Sports technique information entropy: ways to overcome and opportunities to use

А.А. Померанцев, , Липецкий государственный педагогический университет имени П.П. Семенова-Тян-Шанского, Липецк, Россия

Introduction. Qualitative and quantitative biomechanical analysis is used to analyse sports technique [11]. Qualitative analysis is based on visual assessment. Quantitative analysis is based on the application of instrumental biomechanical control methods [9]. Qualitative analysis is based on comparative adjectives, quantitative analysis – on numbers [4, 15]. The main advantage of visual control is its promptness. Despite the technological progress, qualitative biomechanical analysis remains the main tool for improving sports technique from beginners to high-level athletes [7, 10, 12, 16]. However, the possibilities of visual perception are limited by the physiology of the sensory visual system. The conclusions about sports technique may be biased depending on the sports and coaching experience of the experts. Visual control allows correcting gross technique errors that are visible by the ‘naked’ eye [18, 22].

The concept of sports technique strives to strict biomechanical standardization through the description of kinematic and dynamic characteristics. But it does not have an unambiguous biomechanical interpretation [8, 14]. The optimal technique model may differ greatly depending on the somatic parameters (height, weight and body proportions), motor qualities and skills. Different experts can identify error by analysing the technique of the same athlete. Thereby technique may be evaluated as correct or incorrect [21].

Relationship between the perception subjectivity and informational uncertainty of human movements is dialectic of sports technique cognition.

Clear relationship between the biomechanical parameters of sports technique and athletic performance is incomprehensible. So, coaches build technique training on the athlete responsiveness as a system. It means that the effectiveness and correctness of sports technique is evaluated in comparison with sports results. The goal of modern sports biomechanics is the rejection of ‘the black box’ approach by reducing the uncertainty level of visual assessment and a strict understanding of movement biomechanics as a system. However, absolute clarity of technique understanding along with usage of qualitative biomechanical analysis is unattainable due to the uniqueness of motor actions [1, 17, 19]. The uncertainty of technique perception will always remain [13].

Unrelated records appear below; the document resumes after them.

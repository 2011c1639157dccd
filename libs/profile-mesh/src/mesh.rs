//! # Mesh Data Structure
//!
//! Core triangle mesh representation shared by cut solids and accumulated
//! profile solids.

use config::constants::VERTEX_MERGE_EPSILON;
use glam::{DMat4, DVec3};
use serde::{Deserialize, Serialize};

/// A triangle mesh with vertices and indices.
///
/// All geometry calculations use f64 internally. Export to f32 only
/// happens at the viewer boundary.
///
/// # Example
///
/// ```rust
/// use profile_mesh::Mesh;
/// use glam::DVec3;
///
/// let mut mesh = Mesh::new();
/// mesh.add_vertex(DVec3::new(0.0, 0.0, 0.0));
/// mesh.add_vertex(DVec3::new(1.0, 0.0, 0.0));
/// mesh.add_vertex(DVec3::new(0.0, 1.0, 0.0));
/// mesh.add_triangle(0, 1, 2);
/// ```
#[derive(Debug, Clone, Default, PartialEq, Serialize, Deserialize)]
pub struct Mesh {
    /// Vertex positions (f64 for precision)
    vertices: Vec<DVec3>,
    /// Triangle indices (3 indices per triangle, counter-clockwise from outside)
    triangles: Vec<[u32; 3]>,
}

impl Mesh {
    /// Creates an empty mesh.
    pub fn new() -> Self {
        Self::default()
    }

    /// Creates a mesh with pre-allocated capacity.
    pub fn with_capacity(vertex_count: usize, triangle_count: usize) -> Self {
        Self {
            vertices: Vec::with_capacity(vertex_count),
            triangles: Vec::with_capacity(triangle_count),
        }
    }

    /// Returns the number of vertices.
    #[inline]
    pub fn vertex_count(&self) -> usize {
        self.vertices.len()
    }

    /// Returns the number of triangles.
    #[inline]
    pub fn triangle_count(&self) -> usize {
        self.triangles.len()
    }

    /// Returns true if the mesh has no triangles.
    #[inline]
    pub fn is_empty(&self) -> bool {
        self.triangles.is_empty()
    }

    /// Adds a vertex and returns its index.
    pub fn add_vertex(&mut self, position: DVec3) -> u32 {
        let index = self.vertices.len() as u32;
        self.vertices.push(position);
        index
    }

    /// Adds a triangle by vertex indices.
    pub fn add_triangle(&mut self, v0: u32, v1: u32, v2: u32) {
        self.triangles.push([v0, v1, v2]);
    }

    /// Returns a reference to the vertices.
    #[inline]
    pub fn vertices(&self) -> &[DVec3] {
        &self.vertices
    }

    /// Returns a reference to the triangles.
    #[inline]
    pub fn triangles(&self) -> &[[u32; 3]] {
        &self.triangles
    }

    /// Iterates over triangles as position triples.
    pub fn triangle_positions(&self) -> impl Iterator<Item = [DVec3; 3]> + '_ {
        self.triangles.iter().map(move |tri| {
            [
                self.vertices[tri[0] as usize],
                self.vertices[tri[1] as usize],
                self.vertices[tri[2] as usize],
            ]
        })
    }

    /// Computes the axis-aligned bounding box.
    ///
    /// Returns (min, max) corners of the bounding box.
    pub fn bounding_box(&self) -> (DVec3, DVec3) {
        let Some(first) = self.vertices.first() else {
            return (DVec3::ZERO, DVec3::ZERO);
        };

        self.vertices
            .iter()
            .skip(1)
            .fold((*first, *first), |(min, max), v| (min.min(*v), max.max(*v)))
    }

    /// Computes the enclosed volume using the divergence theorem.
    ///
    /// Positive for closed meshes with outward-facing triangles.
    pub fn signed_volume(&self) -> f64 {
        self.triangle_positions()
            .map(|[a, b, c]| a.dot(b.cross(c)) / 6.0)
            .sum()
    }

    /// Transforms all vertices by a 4x4 matrix.
    ///
    /// Reflections flip triangle winding so the mesh stays outward-facing.
    pub fn transform(&mut self, matrix: &DMat4) {
        for v in &mut self.vertices {
            *v = matrix.transform_point3(*v);
        }

        if matrix.determinant() < 0.0 {
            for tri in &mut self.triangles {
                tri.swap(1, 2);
            }
        }
    }

    /// Translates the mesh by a vector.
    pub fn translate(&mut self, offset: DVec3) {
        for v in &mut self.vertices {
            *v += offset;
        }
    }

    /// Merges another mesh into this one without any boolean cleanup.
    pub fn merge(&mut self, other: &Mesh) {
        let offset = self.vertices.len() as u32;

        self.vertices.extend_from_slice(&other.vertices);
        self.triangles.extend(
            other
                .triangles
                .iter()
                .map(|tri| [tri[0] + offset, tri[1] + offset, tri[2] + offset]),
        );
    }

    /// Validates the mesh for correctness.
    ///
    /// Checks:
    /// - All triangle indices are valid
    /// - No degenerate triangles (repeated index or zero area)
    pub fn validate(&self) -> bool {
        let vertex_count = self.vertices.len() as u32;

        self.triangles.iter().all(|tri| {
            if tri.iter().any(|&i| i >= vertex_count) {
                return false;
            }
            if tri[0] == tri[1] || tri[1] == tri[2] || tri[0] == tri[2] {
                return false;
            }

            let v0 = self.vertices[tri[0] as usize];
            let v1 = self.vertices[tri[1] as usize];
            let v2 = self.vertices[tri[2] as usize];
            (v1 - v0).cross(v2 - v0).length() >= VERTEX_MERGE_EPSILON
        })
    }

    /// Exports vertices as f32 array for GPU.
    ///
    /// Returns flattened [x, y, z, x, y, z, ...] array.
    pub fn vertices_f32(&self) -> Vec<f32> {
        self.vertices
            .iter()
            .flat_map(|v| [v.x as f32, v.y as f32, v.z as f32])
            .collect()
    }

    /// Exports triangle indices as u32 array for GPU.
    ///
    /// Returns flattened [i0, i1, i2, i0, i1, i2, ...] array.
    pub fn indices_u32(&self) -> Vec<u32> {
        self.triangles.iter().flatten().copied().collect()
    }
}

The sports technique improvement is a longterm continuous process. A coach by fixing the error and correcting the technique assumes that it will lead to improved athletic performance. The perception subjectivity and technique uncertainty form the dialectic of technique perfection. A limited visual system and lack of technique standardization led to information uncertainty. Overcoming the technique uncertainty is the way to further cognition of sports movements and improvement of qualitative biomechanical analysis.

The research hypothesis implies that the perception of sports movement and information entropy can be quantified by mathematical and statistical methods. Information entropy should become an informative indicator of skill levels along with such indicators as efficiency, rationality, economy, stability and variability [3].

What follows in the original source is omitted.